The amended complaint — now with unredacted allegations gained through the discovery process — paints a broader picture of Automattic’s strategy. According to WP Engine, Mullenweg identified at least ten competitors for similar trademark licensing demands, with WP Engine serving as the public-facing example. The original demand: 8% of monthly gross revenues, which Mullenweg estimated would amount to roughly $32 million from WP Engine alone.

Internal documents cited in the filing reveal what WP Engine describes as a “carrot or stick” approach: cooperate and pay, or face consequences. The complaint alleges that defendants acknowledged the ability to “destroy all competition” and would “steal every single WP site” from non-compliant hosts. Despite publicly denying aggressive rhetoric, the filing includes documents where Mullenweg wrote that unresolved disputes would “look like all-out nuclear war.”

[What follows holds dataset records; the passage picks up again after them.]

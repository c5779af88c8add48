//! CSV export and member import.
//!
//! Every exported cell is quoted and embedded `"` are doubled; rows are joined
//! with `\n`. Import accepts the same quoting but also bare cells.

use crate::model::records::{Attendance, Donation, Member};

/// Record that can be written as one CSV row.
pub trait CsvRecord {
    fn csv_header() -> &'static [&'static str];
    fn csv_row(&self) -> Vec<String>;
}

impl CsvRecord for Attendance {
    fn csv_header() -> &'static [&'static str] {
        &["id", "member_id", "checked_in_at", "method"]
    }

    fn csv_row(&self) -> Vec<String> {
        vec![
            self.id.clone(),
            self.member_id.clone().unwrap_or_default(),
            self.checked_in_at.to_rfc3339(),
            self.method.clone(),
        ]
    }
}

impl CsvRecord for Donation {
    fn csv_header() -> &'static [&'static str] {
        &["id", "amount", "donor_name", "fund", "created_at"]
    }

    fn csv_row(&self) -> Vec<String> {
        vec![
            self.id.clone(),
            self.amount.to_string(),
            self.donor_name.clone(),
            self.fund.clone(),
            self.created_at.to_rfc3339(),
        ]
    }
}

const MEMBER_EXPORT_HEADER: &[&str] = &["first_name", "last_name", "email", "phone"];

/// Quotes one cell.
pub fn quote_cell(value: &str) -> String {
    format!("\"{}\"", value.replace('"', "\"\""))
}

/// Renders a header row followed by `rows`.
pub fn to_csv<I>(header: &[&str], rows: I) -> String
where
    I: IntoIterator<Item = Vec<String>>,
{
    let header_line = header
        .iter()
        .map(|cell| quote_cell(cell))
        .collect::<Vec<_>>()
        .join(",");
    std::iter::once(header_line)
        .chain(rows.into_iter().map(|row| {
            row.iter()
                .map(|cell| quote_cell(cell))
                .collect::<Vec<_>>()
                .join(",")
        }))
        .collect::<Vec<_>>()
        .join("\n")
}

/// Exports records with their own header; `None` when there is nothing to
/// export.
pub fn records_to_csv<R: CsvRecord>(records: &[R]) -> Option<String> {
    if records.is_empty() {
        return None;
    }
    Some(to_csv(R::csv_header(), records.iter().map(CsvRecord::csv_row)))
}

/// Member directory export: name, email and phone columns only.
pub fn members_to_csv(members: &[Member]) -> String {
    to_csv(
        MEMBER_EXPORT_HEADER,
        members.iter().map(|member| {
            vec![
                member.first_name.clone(),
                member.last_name.clone(),
                member.email.clone(),
                member.phone.clone(),
            ]
        }),
    )
}

/// Member fields read from one import row.
#[derive(Debug, Clone, Default, PartialEq, Eq)]
pub struct ImportedMember {
    pub first_name: String,
    pub last_name: String,
    pub email: String,
    pub phone: String,
}

/// Parses an import body: the first non-blank line is a header and is
/// skipped; columns are first name, last name, email, phone. Missing columns
/// become empty strings.
pub fn parse_member_import(text: &str) -> Vec<ImportedMember> {
    text.lines()
        .map(str::trim)
        .filter(|line| !line.is_empty())
        .skip(1)
        .map(|line| {
            let mut cells = split_csv_line(line).into_iter();
            let mut next = || cells.next().unwrap_or_default();
            ImportedMember {
                first_name: next(),
                last_name: next(),
                email: next(),
                phone: next(),
            }
        })
        .collect()
}

fn split_csv_line(line: &str) -> Vec<String> {
    let mut cells = Vec::new();
    let mut current = String::new();
    let mut in_quotes = false;
    let mut chars = line.chars().peekable();

    while let Some(ch) = chars.next() {
        match ch {
            '"' if in_quotes && chars.peek() == Some(&'"') => {
                current.push('"');
                chars.next();
            }
            '"' => in_quotes = !in_quotes,
            ',' if !in_quotes => cells.push(std::mem::take(&mut current)),
            other => current.push(other),
        }
    }
    cells.push(current);
    cells
}
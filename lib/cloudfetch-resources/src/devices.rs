use std::sync::LazyLock;

use cloudfetch_core::{Page, Payload, Query, Schema, SchemaValidator, Transport, encode_segment};
use http::Method;
use serde::{Deserialize, Serialize};
use serde_json::{Map, Value};
use tracing::{debug, info};

use crate::shadow::{DeviceShadow, device_shadow_schema};
use crate::{ApiError, CloudApi, FirmwareType, resource};

/// One device of a bulk registration.
#[derive(Debug, Clone, PartialEq, Eq, Serialize, Deserialize)]
#[serde(rename_all = "camelCase")]
pub struct DeviceRegistration {
    /// Globally unique device id.
    pub device_id: String,
    /// Custom device type, like `humidity-sensor`.
    #[serde(default)]
    pub sub_type: Option<String>,
    /// Tags grouping devices.
    #[serde(default)]
    pub tags: Vec<String>,
    /// Firmware types the device accepts for FOTA.
    #[serde(default)]
    pub fw_types: Vec<FirmwareType>,
    /// ES256 X.509 certificate in PEM format.
    pub cert_pem: String,
}

impl DeviceRegistration {
    /// Creates a registration without sub type, tags nor firmware types.
    pub fn new(device_id: impl Into<String>, cert_pem: impl Into<String>) -> Self {
        Self {
            device_id: device_id.into(),
            sub_type: None,
            tags: Vec::new(),
            fw_types: Vec::new(),
            cert_pem: cert_pem.into(),
        }
    }

    /// `deviceId,subType,tag1|tag2,FW1|FW2,"<PEM>"`
    ///
    /// The certificate is wrapped in double quotes so its line breaks stay in the column.
    pub fn to_row(&self) -> String {
        let fw_types = self
            .fw_types
            .iter()
            .map(ToString::to_string)
            .collect::<Vec<_>>()
            .join("|");
        format!(
            "{},{},{},{fw_types},\"{}\"",
            self.device_id,
            self.sub_type.as_deref().unwrap_or_default(),
            self.tags.join("|"),
            self.cert_pem,
        )
    }
}

/// The bulk registration body: one row per device, newline separated.
pub fn registration_payload(devices: &[DeviceRegistration]) -> String {
    devices
        .iter()
        .map(DeviceRegistration::to_row)
        .collect::<Vec<_>>()
        .join("\n")
}

/// Status of an asynchronous bulk operation.
#[derive(
    Debug, Clone, Copy, PartialEq, Eq, Hash, Serialize, Deserialize, derive_more::Display,
)]
#[serde(rename_all = "SCREAMING_SNAKE_CASE")]
pub enum BulkOpsStatus {
    /// Queued.
    #[display("PENDING")]
    Pending,
    /// Running.
    #[display("IN_PROGRESS")]
    InProgress,
    /// Failed.
    #[display("FAILED")]
    Failed,
    /// Done.
    #[display("SUCCEEDED")]
    Succeeded,
}

/// An asynchronous bulk operation.
#[derive(Debug, Clone, PartialEq, Eq, Serialize, Deserialize)]
#[serde(rename_all = "camelCase")]
pub struct BulkOpsRequest {
    /// The operation id.
    pub bulk_ops_request_id: String,
    /// Current status.
    pub status: BulkOpsStatus,
}

/// A partial shadow document, merged into the current one.
#[derive(Debug, Clone, Default, PartialEq, Serialize, Deserialize)]
pub struct ShadowUpdate {
    /// Desired state to merge.
    #[serde(default, skip_serializing_if = "Option::is_none")]
    pub desired: Option<Map<String, Value>>,
    /// Reported state to merge.
    #[serde(default, skip_serializing_if = "Option::is_none")]
    pub reported: Option<Map<String, Value>>,
}

/// A single device.
#[derive(Debug, Clone, PartialEq, Serialize, Deserialize)]
pub struct Device {
    /// The device id.
    pub id: String,
    /// The device shadow, absent until the device connected once.
    #[serde(default)]
    pub state: Option<DeviceShadow>,
}

#[derive(Debug, Deserialize)]
#[serde(rename_all = "camelCase")]
struct ProvisionDevices {
    bulk_ops_request_id: String,
}

static PROVISION_DEVICES: LazyLock<Schema> = LazyLock::new(|| {
    Schema::object()
        .required("bulkOpsRequestId", Schema::string())
        .into()
});

static BULK_OPS_REQUEST: LazyLock<Schema> = LazyLock::new(|| {
    Schema::object()
        .required("bulkOpsRequestId", Schema::string())
        .required(
            "status",
            Schema::union([
                Schema::literal("PENDING"),
                Schema::literal("IN_PROGRESS"),
                Schema::literal("FAILED"),
                Schema::literal("SUCCEEDED"),
            ]),
        )
        .into()
});

static DEVICE_SHADOW: LazyLock<Schema> = LazyLock::new(device_shadow_schema);

static DEVICE: LazyLock<Schema> = LazyLock::new(|| {
    Schema::object()
        .required("id", Schema::string())
        .optional("state", device_shadow_schema())
        .into()
});

impl<T, V> CloudApi<T, V>
where
    T: Transport,
    V: SchemaValidator,
{
    /// Registers devices in bulk, returns the id of the bulk operation to poll.
    ///
    /// # Errors
    ///
    /// Fails when the request fails or the answer carries no operation id.
    pub async fn register_devices(
        &self,
        devices: &[DeviceRegistration],
    ) -> Result<String, ApiError> {
        let payload = Payload::octet_stream(registration_payload(devices));
        let result: ProvisionDevices = self
            .client
            .fetch(&resource("devices")?.with_payload(payload), &PROVISION_DEVICES)
            .await?;
        info!(
            devices = devices.len(),
            bulk_ops_request_id = %result.bulk_ops_request_id,
            "devices registration requested"
        );
        Ok(result.bulk_ops_request_id)
    }

    /// Fetches the status of a bulk operation.
    ///
    /// # Errors
    ///
    /// Fails when the request fails or the status is unknown.
    pub async fn bulk_ops_request(&self, id: &str) -> Result<BulkOpsRequest, ApiError> {
        let descriptor = resource(format!("bulk-ops-requests/{}", encode_segment(id)))?;
        let request = self.client.fetch(&descriptor, &BULK_OPS_REQUEST).await?;
        Ok(request)
    }

    /// Fetches one device.
    ///
    /// # Errors
    ///
    /// Fails when the request fails, for instance with a `404` status for an unknown device,
    /// or when the device does not match the expected shape.
    pub async fn get_device(&self, device_id: &str) -> Result<Device, ApiError> {
        let descriptor = resource(format!("devices/{}", encode_segment(device_id)))?;
        let device = self.client.fetch(&descriptor, &DEVICE).await?;
        Ok(device)
    }

    /// Fetches the shadows of the given devices, state and state metadata included.
    ///
    /// Only the first page is fetched, so at most 100 devices should be asked for.
    ///
    /// # Errors
    ///
    /// Fails when the request fails or a shadow does not match the expected shape.
    pub async fn get_device_shadows(
        &self,
        device_ids: &[&str],
    ) -> Result<Vec<DeviceShadow>, ApiError> {
        let query = Query::from_map([
            ("includeState", "true".to_string()),
            ("includeStateMeta", "true".to_string()),
            ("pageLimit", "100".to_string()),
            ("deviceIds", device_ids.join(",")),
        ]);
        let descriptor = resource("devices")?.with_query(query);
        let page: Page<DeviceShadow> = self
            .client
            .fetch_page(&descriptor, &DEVICE_SHADOW, None)
            .await?;
        debug!(
            requested = device_ids.len(),
            received = page.items.len(),
            "device shadows fetched"
        );
        Ok(page.items)
    }

    /// Merges a partial document into a device shadow.
    ///
    /// # Errors
    ///
    /// Fails when the request fails.
    pub async fn update_device_state(
        &self,
        device_id: &str,
        update: &ShadowUpdate,
    ) -> Result<(), ApiError> {
        let descriptor = resource(format!("devices/{}/state", encode_segment(device_id)))?
            .with_payload(Payload::json(update)?)
            .with_method(Method::PATCH);
        let _: Value = self.client.fetch(&descriptor, &Schema::Any).await?;
        debug!(device_id, "device state updated");
        Ok(())
    }
}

The complaint also introduces a new allegation: in mid-October 2024, Mullenweg allegedly emailed a Stripe executive requesting the company cancel its contracts and partnerships with WP Engine, threatening that Automattic would exit its own Stripe agreements if Stripe refused. Additionally, WP Engine claims that Newfold Digital (parent company of Bluehost and HostGator) is already paying Automattic “exorbitant sums” under existing trademark arrangements.

Why It Matters

This case cuts to the heart of who controls WordPress. If Automattic can demand royalties from hosting companies that use the WordPress name, it fundamentally changes the economics of WordPress hosting. Every managed WordPress host — from small boutique agencies to major players — would need to factor trademark licensing costs into their pricing.

The Stripe allegation is particularly alarming. If a software project’s leadership can pressure payment processors to cut off competitors, it introduces a chilling effect that goes well beyond trademark disputes. Payment processing is critical infrastructure for any online business.

For the broader WordPress community, the unredacted evidence suggests the original WP Engine conflict wasn’t an isolated dispute but potentially the first move in a wider licensing strategy. Whether the courts agree with WP Engine’s characterization remains to be seen — these are allegations, not findings.

What You Should Do

Site owners: Don’t panic. Your WordPress site isn’t affected by this lawsuit, and WordPress itself remains free, open-source software under the GPL. The dispute is about the trademark, not the software.

Hosting providers: Watch this case closely. If Automattic’s trademark licensing approach is upheld, it could set a precedent for how open-source trademarks are monetized across the industry.

Everyone: The case is in active litigation with no settlement. The trial timeline hasn’t been publicly confirmed, but discovery is ongoing. We’ll cover major developments as they happen.